Source records
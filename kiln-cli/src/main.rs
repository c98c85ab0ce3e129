use std::path::PathBuf;

use host::{Console, dump};
use vm::{State, Vm};

use anyhow::{Context, Result};
use clap::Parser;
use log::{info, warn};

/// Kiln program runner
#[derive(Parser)]
#[clap(author, version, about, long_about = None)]
struct Args {
    /// Program image to load and execute
    image: PathBuf,

    /// Stop after executing this many instructions
    #[clap(long)]
    max_steps: Option<usize>,

    /// Print the stack and registers after execution
    #[clap(long)]
    dump: bool,

    /// Log every instruction as it executes
    #[clap(long)]
    trace: bool,
}

fn print_dumps(vm: &Vm) {
    print!("{}", dump::stack(vm));
    print!("{}", dump::registers(vm));
}

fn main() -> Result<()> {
    let args = Args::parse();

    let env = env_logger::Env::default()
        .filter_or("KILN_LOG", if args.trace { "trace" } else { "info" })
        .write_style_or("KILN_LOG", "always");
    env_logger::init_from_env(env);

    let prog = host::load(&args.image)
        .with_context(|| format!("failed to load {:?}", args.image))?;

    let mut vm = Vm::new(prog);
    let mut console = Console::new();

    let start = std::time::Instant::now();
    let limit = args.max_steps.unwrap_or(usize::MAX);
    let r = vm.run_until(&mut console, |_vm, _console, i| i >= limit);
    info!("execution finished in {:?}", start.elapsed());

    console.output().print().context("failed to write output")?;
    if args.dump || r.is_err() {
        print_dumps(&vm);
    }

    match r? {
        Some(State::Halted) => Ok(()),
        Some(state) => {
            info!("program ended without HLT ({state:?})");
            Ok(())
        }
        None => {
            warn!("step limit reached at ip {}", vm.ip());
            anyhow::bail!("program did not finish within {limit} steps")
        }
    }
}
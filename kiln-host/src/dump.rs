//! Human-readable dumps of machine state
use vm::Vm;

/// Number of values printed per row
const COLUMNS: usize = 4;

/// Formats the occupied stack slots, bottom first
///
/// Values are zero-padded and printed four per row.  An empty stack produces
/// an empty string.
pub fn stack(vm: &Vm) -> String {
    let mut out = String::new();
    for row in vm.stack().chunks(COLUMNS) {
        let row: Vec<String> =
            row.iter().map(|v| format!("0x{v:04}")).collect();
        out += &row.join(" ");
        out.push('\n');
    }
    out
}

/// Formats every register, in encoding order
pub fn registers(vm: &Vm) -> String {
    let mut out = String::from("Register dump:\n");
    let values: Vec<i32> = vm.registers().iter().map(|(_, v)| v).collect();
    for row in values.chunks(COLUMNS) {
        let row: Vec<String> = row.iter().map(|v| format!("{v:04}")).collect();
        out += &row.join(" ");
        out.push('\n');
    }
    out
}

#[cfg(test)]
mod test {
    use super::*;
    use vm::{EmptyMonitor, Program};

    fn run(code: Vec<i32>) -> Vm {
        let mut vm = Vm::new(Program::from(code));
        let _ = vm.run(&mut EmptyMonitor);
        vm
    }

    #[test]
    fn stack_dump() {
        let vm = run(vec![1, 1, 1, 22, 1, 333, 1, 4444, 1, -5]);
        assert_eq!(stack(&vm), "0x0001 0x0022 0x0333 0x4444\n0x-005\n");

        let vm = run(vec![]);
        assert_eq!(stack(&vm), "");
    }

    #[test]
    fn register_dump() {
        // SET A 7, SET EXA 12
        let vm = run(vec![9, 0, 7, 9, 9, 12]);
        assert_eq!(
            registers(&vm),
            "Register dump:\n\
             0007 0000 0000 0000\n\
             0000 0000 0000 0000\n\
             0000 0012 0006 -001\n"
        );
    }
}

= TASK DIRECTIONS =
Copy the data above. Keep each line exact.

= RESPONSE TO THIS TASK =
filename kiln-cli/src/main.rs
repository c98c85ab0ce3e129
use std::path::PathBuf;

use host::{Console, dump};
use vm::{State, Vm};

use anyhow::{Context, Result};
use clap::Parser;
use log::{info, warn};

/// Kiln program runner
#[derive(Parser)]
#[clap(author, version, about, long_about = None)]
struct Args {
    /// Program image to load and execute
    image: PathBuf,

    /// Stop after executing this many instructions
    #[clap(long)]
    max_steps: Option<usize>,

    /// Print the stack and registers after execution
    #[clap(long)]
    dump: bool,

    /// Log every instruction as it executes
    #[clap(long)]
    trace: bool,
}

fn print_dumps(vm: &Vm) {
    print!("{}", dump::stack(vm));
    print!("{}", dump::registers(vm));
}

fn main() -> Result<()> {
    let args = Args::parse();

    let env = env_logger::Env::default()
        .filter_or("KILN_LOG", if args.trace { "trace" } else { "info" })
        .write_style_or("KILN_LOG", "always");
    env_logger::init_from_env(env);

    let prog = host::load(&args.image)
        .with_context(|| format!("failed to load {:?}", args.image))?;

    let mut vm = Vm::new(prog);
    let mut console = Console::new();

    let start = std::time::Instant::now();
    let limit = args.max_steps.unwrap_or(usize::MAX);
    let r = vm.run_until(&mut console, |_vm, _console, i| i >= limit);
    info!("execution finished in {:?}", start.elapsed());

    console.output().print().context("failed to write output")?;
    if args.dump || r.is_err() {
        print_dumps(&vm);
    }

    match r? {
        Some(State::Halted) => Ok(()),
        Some(state) => {
            info!("program ended without HLT ({state:?})");
            Ok(())
        }
        None => {
            warn!("step limit reached at ip {}", vm.ip());
            anyhow::bail!("program did not finish within {limit} steps")
        }
    }
}
filename kiln-host/src/dump.rs
//! Human-readable dumps of machine state
use vm::Vm;

/// Number of values printed per row
const COLUMNS: usize = 4;

/// Formats the occupied stack slots, bottom first
///
/// Values are zero-padded and printed four per row.  An empty stack produces
/// an empty string.
pub fn stack(vm: &Vm) -> String {
    let mut out = String::new();
    for row in vm.stack().chunks(COLUMNS) {
        let row: Vec<String> =
            row.iter().map(|v| format!("0x{v:04}")).collect();
        out += &row.join(" ");
        out.push('\n');
    }
    out
}

/// Formats every register, in encoding order
pub fn registers(vm: &Vm) -> String {
    let mut out = String::from("Register dump:\n");
    let values: Vec<i32> = vm.registers().iter().map(|(_, v)| v).collect();
    for row in values.chunks(COLUMNS) {
        let row: Vec<String> = row.iter().map(|v| format!("{v:04}")).collect();
        out += &row.join(" ");
        out.push('\n');
    }
    out
}

#[cfg(test)]
mod test {
    use super::*;
    use vm::{EmptyMonitor, Program};

    fn run(code: Vec<i32>) -> Vm {
        let mut vm = Vm::new(Program::from(code));
        let _ = vm.run(&mut EmptyMonitor);
        vm
    }

    #[test]
    fn stack_dump() {
        let vm = run(vec![1, 1, 1, 22, 1, 333, 1, 4444, 1, -5]);
        assert_eq!(stack(&vm), "0x0001 0x0022 0x0333 0x4444\n0x-005\n");

        let vm = run(vec![]);
        assert_eq!(stack(&vm), "");
    }

    #[test]
    fn register_dump() {
        // SET A 7, SET EXA 12
        let vm = run(vec![9, 0, 7, 9, 9, 12]);
        assert_eq!(
            registers(&vm),
            "Register dump:\n\
             0007 0000 0000 0000\n\
             0000 0000 0000 0000\n\
             0000 0012 0006 -001\n"
        );
    }
}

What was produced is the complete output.